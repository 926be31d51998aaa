// Discord commands module.
// Each command gets its own file; this file holds the shared command types
// and the list the framework registers.

pub mod background;
pub mod google;
pub mod help;
pub mod presence;
pub mod remindme;
pub mod tictactoe;

use crate::core::errors::CommandError;
use crate::core::reminders::ReminderService;
use crate::core::responder::{RepetitionHeuristic, ResponderService};
use crate::core::session::SessionState;
use crate::infra::random::ThreadRngSource;
use std::sync::Arc;

pub type Responder = ResponderService<RepetitionHeuristic, ThreadRngSource>;

/// Shared state handed to every command and event.
pub struct Data {
    pub session: Arc<SessionState>,
    pub responder: Arc<Responder>,
    pub reminders: Arc<ReminderService>,
    pub background_url: String,
}

pub type Error = CommandError;
pub type Context<'a> = poise::Context<'a, Data, Error>;

/// Every command the bot answers to.
pub fn all_commands() -> Vec<poise::Command<Data, Error>> {
    vec![
        tictactoe::tic(),
        google::google(),
        remindme::remindme(),
        background::background(),
        help::help(),
    ]
}
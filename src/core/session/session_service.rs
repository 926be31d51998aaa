// Session lifecycle for the single gateway connection.
//
// The gateway client owns the socket and the reconnect loop. This module only
// remembers which stage the connection is in and whether the first Ready has
// fired, so the Discord layer can tell a fresh start from a reconnect.
//
// NO Discord dependencies here.

use std::sync::atomic::{AtomicBool, AtomicU8, Ordering};

/// Where the gateway connection currently stands.
#[derive(Debug, Clone, Copy, PartialEq, Eq)]
pub enum SessionPhase {
    Disconnected,
    Connecting,
    /// `ready` is whether a Ready event has ever been seen, not just on this connection.
    Connected { ready: bool },
}

/// What a Ready event means for this session.
#[derive(Debug, Clone, Copy, PartialEq, Eq)]
pub enum ReadyTransition {
    /// First Ready of the process, presence still needs announcing.
    FirstReady,
    /// Ready after a reconnect.
    Reconnected,
}

const STAGE_DISCONNECTED: u8 = 0;
const STAGE_CONNECTING: u8 = 1;
const STAGE_CONNECTED: u8 = 2;

/// The one live session of the process.
///
/// Shared behind an `Arc` between the framework setup and the event handler.
/// Every field is atomic, so no locking is needed even though serenity may
/// deliver events from several tasks.
pub struct SessionState {
    prefix: char,
    ready: AtomicBool,
    stage: AtomicU8,
}

impl SessionState {
    pub fn new(prefix: char) -> Self {
        Self {
            prefix,
            ready: AtomicBool::new(false),
            stage: AtomicU8::new(STAGE_DISCONNECTED),
        }
    }

    /// The command trigger character, fixed for the lifetime of the session.
    pub fn prefix(&self) -> char {
        self.prefix
    }

    pub fn is_ready(&self) -> bool {
        self.ready.load(Ordering::SeqCst)
    }

    pub fn phase(&self) -> SessionPhase {
        match self.stage.load(Ordering::SeqCst) {
            STAGE_CONNECTING => SessionPhase::Connecting,
            STAGE_CONNECTED => SessionPhase::Connected {
                ready: self.is_ready(),
            },
            _ => SessionPhase::Disconnected,
        }
    }

    /// The gateway is (re)establishing the connection.
    pub fn begin_connect(&self) {
        self.stage.store(STAGE_CONNECTING, Ordering::SeqCst);
    }

    pub fn mark_connected(&self) {
        self.stage.store(STAGE_CONNECTED, Ordering::SeqCst);
    }

    /// Dropping the connection never resets `ready`.
    pub fn mark_disconnected(&self) {
        self.stage.store(STAGE_DISCONNECTED, Ordering::SeqCst);
    }

    /// Record a Ready event.
    ///
    /// `ready` goes false -> true exactly once; every later call reports a reconnect.
    pub fn mark_ready(&self) -> ReadyTransition {
        self.mark_connected();

        match self
            .ready
            .compare_exchange(false, true, Ordering::SeqCst, Ordering::SeqCst)
        {
            Ok(_) => ReadyTransition::FirstReady,
            Err(_) => ReadyTransition::Reconnected,
        }
    }
}

impl Default for SessionState {
    fn default() -> Self {
        Self::new('?')
    }
}

#[cfg(test)]
mod tests {
    use super::*;

    #[test]
    fn new_session_is_disconnected_and_not_ready() {
        let session = SessionState::new('?');

        assert_eq!(session.phase(), SessionPhase::Disconnected);
        assert!(!session.is_ready());
        assert_eq!(session.prefix(), '?');
    }

    #[test]
    fn first_ready_is_reported_once() {
        let session = SessionState::default();
        session.begin_connect();
        assert_eq!(session.phase(), SessionPhase::Connecting);

        assert_eq!(session.mark_ready(), ReadyTransition::FirstReady);
        assert_eq!(session.phase(), SessionPhase::Connected { ready: true });

        assert_eq!(session.mark_ready(), ReadyTransition::Reconnected);
        assert_eq!(session.mark_ready(), ReadyTransition::Reconnected);
    }

    #[test]
    fn reconnect_cycles_never_revert_ready() {
        let session = SessionState::default();
        let mut first_readies = 0;

        for _ in 0..5 {
            session.begin_connect();
            session.mark_connected();
            assert_eq!(
                session.phase(),
                SessionPhase::Connected {
                    ready: first_readies > 0
                }
            );

            if session.mark_ready() == ReadyTransition::FirstReady {
                first_readies += 1;
            }

            session.mark_disconnected();
            assert_eq!(session.phase(), SessionPhase::Disconnected);
            assert!(session.is_ready());
        }

        assert_eq!(first_readies, 1);
    }

    #[test]
    fn connected_before_ready_reports_not_ready() {
        let session = SessionState::new('!');
        session.mark_connected();

        assert_eq!(session.phase(), SessionPhase::Connected { ready: false });
        assert_eq!(session.prefix(), '!');
    }
}
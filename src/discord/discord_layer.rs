// Discord layer - commands, event handlers and the error hook.

#[path = "commands/command_catalog.rs"]
pub mod commands;

#[path = "events/event_router.rs"]
pub mod events;

#[path = "errors/error_handler.rs"]
pub mod errors;

#[path = "responder/response_renderer.rs"]
pub mod responder;

// Re-export command types for convenience
pub use commands::{Context, Data, Error};
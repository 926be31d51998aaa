// `RandomSource` backed by the thread-local RNG from `rand`.

use crate::core::responder::RandomSource;
use rand::Rng;

pub struct ThreadRngSource;

impl RandomSource for ThreadRngSource {
    fn roll(&self, low: u32, high: u32) -> u32 {
        rand::thread_rng().gen_range(low..=high)
    }
}

#[cfg(test)]
mod tests {
    use super::*;

    #[test]
    fn rolls_stay_inside_the_inclusive_range() {
        let rng = ThreadRngSource;

        for _ in 0..10_000 {
            let value = rng.roll(1, 2000);
            assert!((1..=2000).contains(&value));
        }

        assert_eq!(rng.roll(5, 5), 5);
    }
}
========
WORK TASK: Reproduce the lines above, beginning at the line with "use std::sync::Arc;" and stopping after the line with "the event handler.", exactly as they are.

ANSWER SPACE:
use std::sync::Arc;

pub type Responder = ResponderService<RepetitionHeuristic, ThreadRngSource>;

/// Shared state handed to every command and event.
pub struct Data {
    pub session: Arc<SessionState>,
    pub responder: Arc<Responder>,
    pub reminders: Arc<ReminderService>,
    pub background_url: String,
}

pub type Error = CommandError;
pub type Context<'a> = poise::Context<'a, Data, Error>;

/// Every command the bot answers to.
pub fn all_commands() -> Vec<poise::Command<Data, Error>> {
    vec![
        tictactoe::tic(),
        google::google(),
        remindme::remindme(),
        background::background(),
        help::help(),
    ]
}
filename src/core/session/session_service.rs
repository 926be31d51998aaa
// Session lifecycle for the single gateway connection.
//
// The gateway client owns the socket and the reconnect loop. This module only
// remembers which stage the connection is in and whether the first Ready has
// fired, so the Discord layer can tell a fresh start from a reconnect.
//
// NO Discord dependencies here.

use std::sync::atomic::{AtomicBool, AtomicU8, Ordering};

/// Where the gateway connection currently stands.
#[derive(Debug, Clone, Copy, PartialEq, Eq)]
pub enum SessionPhase {
    Disconnected,
    Connecting,
    /// `ready` is whether a Ready event has ever been seen, not just on this connection.
    Connected { ready: bool },
}

/// What a Ready event means for this session.
#[derive(Debug, Clone, Copy, PartialEq, Eq)]
pub enum ReadyTransition {
    /// First Ready of the process, presence still needs announcing.
    FirstReady,
    /// Ready after a reconnect.
    Reconnected,
}

const STAGE_DISCONNECTED: u8 = 0;
const STAGE_CONNECTING: u8 = 1;
const STAGE_CONNECTED: u8 = 2;

/// The one live session of the process.
///
/// Shared behind an `Arc` between the framework setup and the event handler.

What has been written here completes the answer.